The habitat of the northern Negev desert is such that a more complex or a higher quality habitat would do more harm than good. A higher quality habitat would only bring in more predatory species that would severely affect the lizard population.

==Behavior and diet==
The diet of A. beershebensis is influenced by predation. The lizard has found ways to adapt its diet accordingly. When under greater threat, it moves around less, catching and consuming smaller prey and less plant material. Its diet shifts toward foods that take less time to catch and to eat. The reptile also becomes less selective and eats a more diverse range of food when under predatory pressure.

==Conservation==
A. beershebensis is a critically endangered species, partly due to an ecological trap created by the conservation of plant biomass and species richness within its habitat. The conservation plan constructed pits and planted trees in order to reduce resource leakage in the ecosystem. When trees are planted in perch-less habitats it increases the number of avian predators and gives them a hunting advantage. This manipulating of the habitat made it less suitable for the lizard and heightened its chance of predation. The Be'er Sheva fringe-fingered lizard disappeared from its natural and altered habitats 11 years after the construction of the conservation plan. The spatial uncommonness of natural perches and man-made perches hindered the lizard's ability to correlate perches with a low quality habitat. Thus, the rapid increases in the number of available perches lead the lizard to perceive its natural habitat to be as risky as its altered habitat, creating an equal-preference ecological trap.

===Threats===
Threats for the Be'er Sheva fringe-fingered lizard include habitat destruction and predation. Intensive agriculture, urbanization, and grazing animals are the factors contributing to the destruction of the lizard's home. It is also easily caught by birds, like falcons and egrets, whose numbers are increasing due to continued tree planting in its niche.

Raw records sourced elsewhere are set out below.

//! Event types for the Parlor voice event system

use crate::channel::{Channel, ParticipantId, Priority};
use chrono::{DateTime, Utc};
use serde::{Deserialize, Serialize};
use uuid::Uuid;

/// Voice service events
///
/// Broadcast to in-process observers and streamed over SSE.
#[derive(Debug, Clone, Serialize, Deserialize)]
#[serde(tag = "type")]
pub enum VoiceEvent {
    /// Item could not start immediately and waits in a channel queue
    ItemQueued {
        item_id: Uuid,
        channel: Channel,
        priority: Priority,
        position: Option<usize>,
        timestamp: DateTime<Utc>,
    },

    /// Item started playing on its channel
    PlaybackStarted {
        item_id: Uuid,
        channel: Channel,
        participant_id: Option<ParticipantId>,
        timestamp: DateTime<Utc>,
    },

    /// Item finished playing (completed naturally or stopped)
    PlaybackFinished {
        item_id: Uuid,
        channel: Channel,
        completed: bool,
        timestamp: DateTime<Utc>,
    },

    /// Item failed (decode error, output error, interrupted while queued)
    PlaybackFailed {
        item_id: Uuid,
        channel: Channel,
        reason: String,
        timestamp: DateTime<Utc>,
    },

    /// Audio became available for a speech request
    SynthesisCompleted {
        channel: Channel,
        backend_id: Option<String>,
        cached: bool,
        elapsed_ms: u64,
        timestamp: DateTime<Utc>,
    },

    /// No backend produced audio within the time budget
    SynthesisFailed {
        channel: Channel,
        elapsed_ms: u64,
        timestamp: DateTime<Utc>,
    },

    /// Backend health verdict changed
    BackendHealthChanged {
        backend_id: String,
        healthy: bool,
        timestamp: DateTime<Utc>,
    },

    /// Master volume changed
    VolumeChanged {
        volume: f32,
        timestamp: DateTime<Utc>,
    },

    /// Service enabled/disabled
    EnabledChanged {
        enabled: bool,
        timestamp: DateTime<Utc>,
    },
}

impl VoiceEvent {
    /// Event type name used as the SSE `event:` field
    pub fn event_type(&self) -> &'static str {
        match self {
            VoiceEvent::ItemQueued { .. } => "ItemQueued",
            VoiceEvent::PlaybackStarted { .. } => "PlaybackStarted",
            VoiceEvent::PlaybackFinished { .. } => "PlaybackFinished",
            VoiceEvent::PlaybackFailed { .. } => "PlaybackFailed",
            VoiceEvent::SynthesisCompleted { .. } => "SynthesisCompleted",
            VoiceEvent::SynthesisFailed { .. } => "SynthesisFailed",
            VoiceEvent::BackendHealthChanged { .. } => "BackendHealthChanged",
            VoiceEvent::VolumeChanged { .. } => "VolumeChanged",
            VoiceEvent::EnabledChanged { .. } => "EnabledChanged",
        }
    }
}

#[cfg(test)]
mod tests {
    use super::*;

    #[test]
    fn test_event_serializes_with_type_tag() {
        let event = VoiceEvent::PlaybackStarted {
            item_id: Uuid::nil(),
            channel: Channel::participant(1),
            participant_id: Some(2),
            timestamp: Utc::now(),
        };

        let json = serde_json::to_value(&event).unwrap();
        assert_eq!(json["type"], "PlaybackStarted");
        assert_eq!(json["channel"], "p1");
        assert_eq!(json["participant_id"], 2);
        assert_eq!(event.event_type(), "PlaybackStarted");
    }
}
//! # Parlor Common Library
//!
//! Shared code for the Parlor voice services including:
//! - Channel vocabulary (system/participant channels, usage classes, priorities)
//! - Event types (VoiceEvent enum) broadcast to observers
//! - Configuration file resolution and TOML loading
//! - Common error type

pub mod channel;
pub mod config;
pub mod error;
pub mod events;

pub use channel::{Channel, ParticipantId, Priority, Usage, MAX_PARTICIPANT_CHANNELS};
pub use error::{Error, Result};
pub use events::VoiceEvent;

===Conservation efforts===
The national legislation in Israel currently protects a small area of the former habitat of A. beershebensis.

==Taxonomy==
While A. beershebensis is considered critically endangered, its similar genetic cousin A. pardalis is not. Studies have shown many of these species are so genetically similar that they all share similar threats. Since these species are all facing similar threats, all of them should share the same critically endangered label to preserve the diversity. Conservation efforts will be focused on the endemic species, meaning further research is need to sort out this genus to properly focus efforts.